Usability Testing – In 3 Schritten zum Erfolg
In meinem Beitrag 5 Tipps für eine perfekte Vorbereitung beim Usability Testing habe ich, wie der Name bereits verrät, die wichtigsten Aspekte bei der Vorbereitung eines Usability Tests beleuchtet. Im heutigen Beitrag möchte ich diese Blogpost Serie vervollständigen. Hierzu sollen sowohl die Testdurchführung, als auch die Testauswertung näher betrachtet werden.
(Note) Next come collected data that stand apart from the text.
use std::io::BufRead;

use tracing::debug;

use crate::chart::Chart;
use crate::core::Record;
use crate::error::ChartResult;
use crate::input::escape_markup;

/// Reads `label<TAB>value[<TAB>note]` lines.
///
/// Blank lines are skipped, `# text` lines set the title, lines with fewer
/// than two fields are ignored and an unparsable value reads as zero. The
/// note is only taken from lines with exactly three fields.
pub fn read_tsv<R: BufRead>(reader: R) -> ChartResult<Chart> {
    let mut title = String::new();
    let mut records = Vec::new();

    for line in reader.lines() {
        let line = line?;
        if line.is_empty() {
            continue;
        }
        if line.len() > 2 && line.starts_with('#') {
            title = line[1..].trim().to_owned();
            continue;
        }

        let fields: Vec<&str> = line.split('\t').collect();
        if fields.len() < 2 {
            continue;
        }
        let note = if fields.len() == 3 { fields[2] } else { "" };
        let value = fields[1].parse::<f64>().unwrap_or_else(|_| {
            debug!(field = fields[1], "unparsable value; using 0");
            0.0
        });
        records.push(Record::new(escape_markup(fields[0]), value).with_note(escape_markup(note)));
    }

    debug!(records = records.len(), "read tsv data");
    Ok(Chart::new(escape_markup(&title), records))
}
Auch wenn die Vorbereitung eine essentielle Rolle bei einem Testing spielt, muss die gleiche Präzision und Gewissenhaftigkeit bei der Durchführung und Auswertung beibehalten werden. Denn Fehler oder Ungenauigkeiten können hier die Mühen der Vorbereitung zunichtemachen.
Die Testdurchführung
Wie bereits erwähnt, spielt die Wahl des richtigen Moderators eine wichtige Rolle. Dies kommt vor allem bei der Durchführung einer Testsession zum Tragen. Hierbei ist es die Aufgabe des Moderators, stets neutral zu sein und dies auch zu bleiben. Er sollte keine eigenen Wertungen in die Session einfließen lassen oder gar versuchen, die Testprobanden zu beeinflussen.
Neben seiner Objektivität sollte sich der Moderator weiterhin darum bemühen, eine entspannte Atmosphäre zu schaffen, um die Testteilnehmer nicht unnötig zu verunsichern. Dieser Wohlfühlfaktor wird durch Empathie gestärkt, die jeder Moderator mit sich bringen sollte. Emphatische Fähigkeiten sind essentiell, um individuell auf jeden Probanden eingehen zu können.
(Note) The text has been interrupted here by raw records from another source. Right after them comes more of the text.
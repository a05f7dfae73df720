use serde::{Deserialize, Serialize};

use crate::chart::Chart;
use crate::error::{ChartError, ChartResult};
use crate::render::{DrawSurface, Font};

const LINE_NOTE_WIDTH: f64 = 0.1;

/// Horizontal placement of record notes relative to their data point.
#[derive(Debug, Clone, Copy, PartialEq, Eq, Serialize, Deserialize, Default)]
#[serde(rename_all = "lowercase")]
pub enum NoteAlignment {
    Left,
    #[default]
    Center,
    Right,
}

impl NoteAlignment {
    /// `"l"`, `"c"` or `"r"`; anything else centers.
    #[must_use]
    pub fn from_token(token: &str) -> Self {
        match token {
            "l" => Self::Left,
            "r" => Self::Right,
            _ => Self::Center,
        }
    }
}

impl Chart {
    /// Title centered over the box, `offset` above `top`, at twice the text size.
    pub fn title<S: DrawSurface + ?Sized>(&self, surface: &mut S, offset: f64) {
        let mid_x = self.left + self.width() / 2.0;
        surface.text_mid(
            mid_x,
            self.top + offset,
            &self.title,
            Font::Sans,
            self.text_size * 2.0,
            &self.data_color,
            self.opacity,
        );
    }

    /// Filled rectangle covering the box in the data color.
    pub fn frame<S: DrawSurface + ?Sized>(&self, surface: &mut S, opacity: f64) {
        let (width, height) = (self.width(), self.height());
        surface.rect(
            self.left + width / 2.0,
            self.bottom + height / 2.0,
            width,
            height,
            &self.data_color,
            opacity,
        );
    }

    /// Each record's note at its mapped data point.
    pub fn notes<S: DrawSurface + ?Sized>(&self, surface: &mut S, alignment: NoteAlignment) {
        for (i, record) in self.records.iter().enumerate() {
            let x = self.x_for_index(i);
            let y = self.y_for_value(record.value);
            let size = self.text_size;
            let (note, color, opacity) = (&record.note, &self.label_color, self.opacity);
            match alignment {
                NoteAlignment::Left => surface.text(x, y, note, Font::Serif, size, color, opacity),
                NoteAlignment::Center => {
                    surface.text_mid(x, y, note, Font::Serif, size, color, opacity);
                }
                NoteAlignment::Right => {
                    surface.text_end(x, y, note, Font::Serif, size, color, opacity);
                }
            }
        }
    }

    /// Horizontal reference line at `value` across the box, with an optional
    /// label just right of the box.
    pub fn line_note<S: DrawSurface + ?Sized>(
        &self,
        surface: &mut S,
        value: f64,
        label: &str,
        size: f64,
    ) {
        let y = self.y_for_value(value);
        surface.line(
            self.left,
            y,
            self.right,
            y,
            LINE_NOTE_WIDTH,
            &self.data_color,
            self.opacity,
        );
        if !label.is_empty() {
            surface.text(
                self.right + size / 2.0,
                y - size / 4.0,
                label,
                Font::Serif,
                self.text_size * 0.75,
                &self.data_color,
                self.opacity,
            );
        }
    }

    /// Crosshatch over the box: vertical then horizontal lines every `step`.
    pub fn grid<S: DrawSurface + ?Sized>(
        &self,
        surface: &mut S,
        size: f64,
        step: f64,
    ) -> ChartResult<()> {
        if !step.is_finite() || step <= 0.0 {
            return Err(ChartError::InvalidData(
                "grid step must be finite and > 0".to_owned(),
            ));
        }
        if ![self.left, self.right, self.bottom, self.top]
            .iter()
            .all(|edge| edge.is_finite())
        {
            return Err(ChartError::InvalidData(
                "grid box must be finite".to_owned(),
            ));
        }
        let mut x = self.left;
        while x <= self.right {
            surface.line(x, self.bottom, x, self.top, size, &self.data_color, self.opacity);
            x += step;
        }
        let mut y = self.bottom;
        while y <= self.top {
            surface.line(self.left, y, self.right, y, size, &self.data_color, self.opacity);
            y += step;
        }
        Ok(())
    }
}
Die Probanden sollten stets gebeten werden, die Methode des “Lauten Denkens” anzuwenden, da hierdurch ihre Gedanken besser nachvollzogen und sowohl Barrieren, als auch Best Practices der zu untersuchenden Website aufgedeckt werden können.
Es gilt auch, dem Probanden genügend Zeit einzuräumen und ihm erst dann eine neue Aufgabe zu stellen, wenn er die zuvor gestellte vollendet hat. Nur in Ausnahmefällen sollte der Moderator eingreifen. Solche Situationen können zum einen durch Fehler im System, zum anderen aber auch durch die Probanden selbst entstehen, wenn diese kurz vor dem Aufgeben stehen.
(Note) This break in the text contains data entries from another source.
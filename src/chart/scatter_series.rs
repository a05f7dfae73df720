use crate::chart::Chart;
use crate::core::ColorCondition;
use crate::render::DrawSurface;

impl Chart {
    /// Scatter chart: one circle of `size` per record.
    pub fn scatter<S: DrawSurface + ?Sized>(&self, surface: &mut S, size: f64) {
        self.warn_if_degenerate_series("scatter");
        for (i, record) in self.records.iter().enumerate() {
            let x = self.x_for_index(i);
            let y = self.y_for_value(record.value);
            surface.circle(x, y, size, &self.data_color, self.opacity);
        }
    }

    pub fn conditional_scatter<S: DrawSurface + ?Sized>(
        &self,
        surface: &mut S,
        size: f64,
        condition: &ColorCondition,
    ) {
        self.warn_if_degenerate_series("conditional_scatter");
        for (i, record) in self.records.iter().enumerate() {
            let x = self.x_for_index(i);
            let y = self.y_for_value(record.value);
            let color = condition.color_for(record.value, &self.data_color);
            surface.circle(x, y, size, color, self.opacity);
        }
    }
}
Bei jeder Testdurchführung gibt es unzählige Details, die vor und während jeder Session beachtet werden müssen. Daher ist es zu empfehlen, sich Checklisten zu erstellen, die diesen Prozess erleichtern und davor schützen, wichtige Punkte zu vergessen.
Die Testauswertung
Ist der Test durchgeführt und eine große Menge an Daten gesammelt, müssen diese korrekt ausgewertet und daraus Handlungsempfehlungen abgeleitet werden. Dieser Prozess teilt sich in die folgenden zwei Schritte.
Schritt 1: Die Voranalyse
In der Voranalyse sind zunächst sämtliche Daten zusammen zu tragen. Dies hilft dabei sicherzustellen, dass nur die richtigen Daten gesammelt und die Problemstellungen aus dem Testplan korrekt erfasst wurden. Falls sich die Testdurchführungen über mehrere Tage erstrecken, sollten die Daten täglich zusammengefasst werden, um den Überblick und die Konsistenz zu wahren. Dazu zählt auch die Digitalisierung von analogen Aufnahmen, schriftlichen Notizen und Fragebögen sowie das Zusammenfassen der quantitativen Daten.
Im Anschluss werden diese in einer Zusammenfassung nach Aufgabenstellung aggregiert. Sie dient dazu, Leistungsunterschiede und Unterschiede bei verschiedenen Gruppen und Produktversionen aufzuzeigen. Dabei wird nach Leistungs- und Präferenzdaten unterschieden.
Leistungsdaten beziehen sich dabei auf zuvor begangene Fehler, Aufgabengenauigkeit sowie der Zeiteinhaltung, wie beispielsweise der durchschnittlichen Bearbeitungszeit. Präferenzdaten hingegen beziehen sich auf die durchgeführten Umfragen, ausgefüllten Fragebögen und angefertigten Notizen.
Dabei ist folgende zentrale Frage zu beantworten: Kann der Anwender die vorgegebenen Aufgaben lösen? Falls dies nicht der Fall ist, muss die Ursache dafür gefunden werden.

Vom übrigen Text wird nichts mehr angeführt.